## WHAT YOU ARE ASKED TO DO:
Copy out, from the data below, each line in which the word "with" occurs.

(Beginning of DATASET CONTENT)

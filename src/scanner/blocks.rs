//! Brace-balanced block spans.
//!
//! Every extraction pass locates a block header with a regex ending in `{`
//! and then asks [`matching_brace`] where the block closes. Double-quoted
//! strings, heredocs and comments are skipped while counting depth, so a `}`
//! inside `"..."` or after `#` does not end the block. Unbalanced input never fails:
//! the block simply runs to the end of the text.

use regex::{Captures, Regex};

/// A block located by its header.
#[derive(Debug)]
pub struct Block<'a> {
    /// Header captures (labels)
    pub captures: Captures<'a>,
    /// Byte offset where the header match starts
    pub start: usize,
    /// Text between the braces
    pub body: &'a str,
    /// Byte offset just past the closing brace (or the text length)
    pub end: usize,
}

/// Iterate over every block whose header matches `header`.
///
/// `header` must end with a literal `\{`. Searching resumes right after each
/// header, so an unclosed block does not hide the blocks that follow it.
pub fn blocks<'a>(text: &'a str, header: &'a Regex) -> impl Iterator<Item = Block<'a>> + 'a {
    header.captures_iter(text).filter_map(move |captures| {
        let whole = captures.get(0)?;
        let open = whole.end().checked_sub(1)?;
        if text.as_bytes().get(open) != Some(&b'{') {
            return None;
        }
        let close = matching_brace(text, open);
        let end = (close + 1).min(text.len());
        Some(Block {
            start: whole.start(),
            body: &text[open + 1..close],
            end,
            captures,
        })
    })
}

/// The first block whose header matches `header`, searching from `from`.
#[must_use]
pub fn first_block<'a>(text: &'a str, header: &'a Regex, from: usize) -> Option<Block<'a>> {
    let tail = text.get(from..)?;
    let mut block = blocks(tail, header).next()?;
    block.start += from;
    block.end += from;
    Some(block)
}

/// Byte offset of the `}` matching the `{` at `open`, or `text.len()` when
/// the block is never closed.
#[must_use]
pub fn matching_brace(text: &str, open: usize) -> usize {
    let bytes = text.as_bytes();
    let mut depth = 0usize;
    let mut i = open;

    while i < bytes.len() {
        match bytes[i] {
            b'{' => depth += 1,
            b'}' => {
                depth = depth.saturating_sub(1);
                if depth == 0 {
                    return i;
                }
            }
            b'"' => i = skip_string(bytes, i),
            b'#' => i = skip_line(bytes, i),
            b'<' if bytes.get(i + 1) == Some(&b'<') => {
                if let Some(last) = skip_heredoc(bytes, i) {
                    i = last;
                }
            }
            b'/' if bytes.get(i + 1) == Some(&b'/') => i = skip_line(bytes, i),
            b'/' if bytes.get(i + 1) == Some(&b'*') => i = skip_block_comment(bytes, i),
            _ => {}
        }
        i += 1;
    }

    text.len()
}

/// 1-based line number of byte `offset`.
#[must_use]
pub fn line_of(text: &str, offset: usize) -> usize {
    let offset = offset.min(text.len());
    text.as_bytes()[..offset].iter().filter(|&&b| b == b'\n').count() + 1
}

/// Index of the closing quote of the string opened at `start`.
fn skip_string(bytes: &[u8], start: usize) -> usize {
    let mut i = start + 1;
    while i < bytes.len() {
        match bytes[i] {
            b'\\' => i += 1,
            b'"' => return i,
            _ => {}
        }
        i += 1;
    }
    bytes.len()
}

/// Index of the last byte of the heredoc (`<<ID` or `<<-ID`) opened at
/// `start`, or `None` when `start` does not open one. An unterminated
/// heredoc runs to the end of the text.
fn skip_heredoc(bytes: &[u8], start: usize) -> Option<usize> {
    let mut i = start + 2;
    if bytes.get(i) == Some(&b'-') {
        i += 1;
    }
    let ident_start = i;
    while bytes
        .get(i)
        .is_some_and(|&b| b.is_ascii_alphanumeric() || b == b'_' || b == b'-')
    {
        i += 1;
    }
    let ident = &bytes[ident_start..i];
    if !ident.first().is_some_and(|&b| b.is_ascii_alphabetic() || b == b'_') {
        return None;
    }
    if bytes.get(i) == Some(&b'\r') {
        i += 1;
    }
    if bytes.get(i) != Some(&b'\n') {
        return None;
    }

    let mut line_start = i + 1;
    while line_start < bytes.len() {
        let line_end = bytes[line_start..]
            .iter()
            .position(|&b| b == b'\n')
            .map_or(bytes.len(), |p| line_start + p);
        if bytes[line_start..line_end].trim_ascii() == ident {
            return Some(line_end - 1);
        }
        line_start = line_end + 1;
    }
    Some(bytes.len())
}

/// Index of the newline ending the comment at `start`.
fn skip_line(bytes: &[u8], start: usize) -> usize {
    bytes[start..]
        .iter()
        .position(|&b| b == b'\n')
        .map_or(bytes.len(), |p| start + p)
}

/// Index of the `/` closing the comment at `start`.
fn skip_block_comment(bytes: &[u8], start: usize) -> usize {
    let mut i = start + 2;
    while i + 1 < bytes.len() {
        if bytes[i] == b'*' && bytes[i + 1] == b'/' {
            return i + 1;
        }
        i += 1;
    }
    bytes.len()
}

(End of DATASET CONTENT)

## OUTPUT OF THE TASK:
//! Every extraction pass locates a block header with a regex ending in `{`
/// `header` must end with a literal `\{`. Searching resumes right after each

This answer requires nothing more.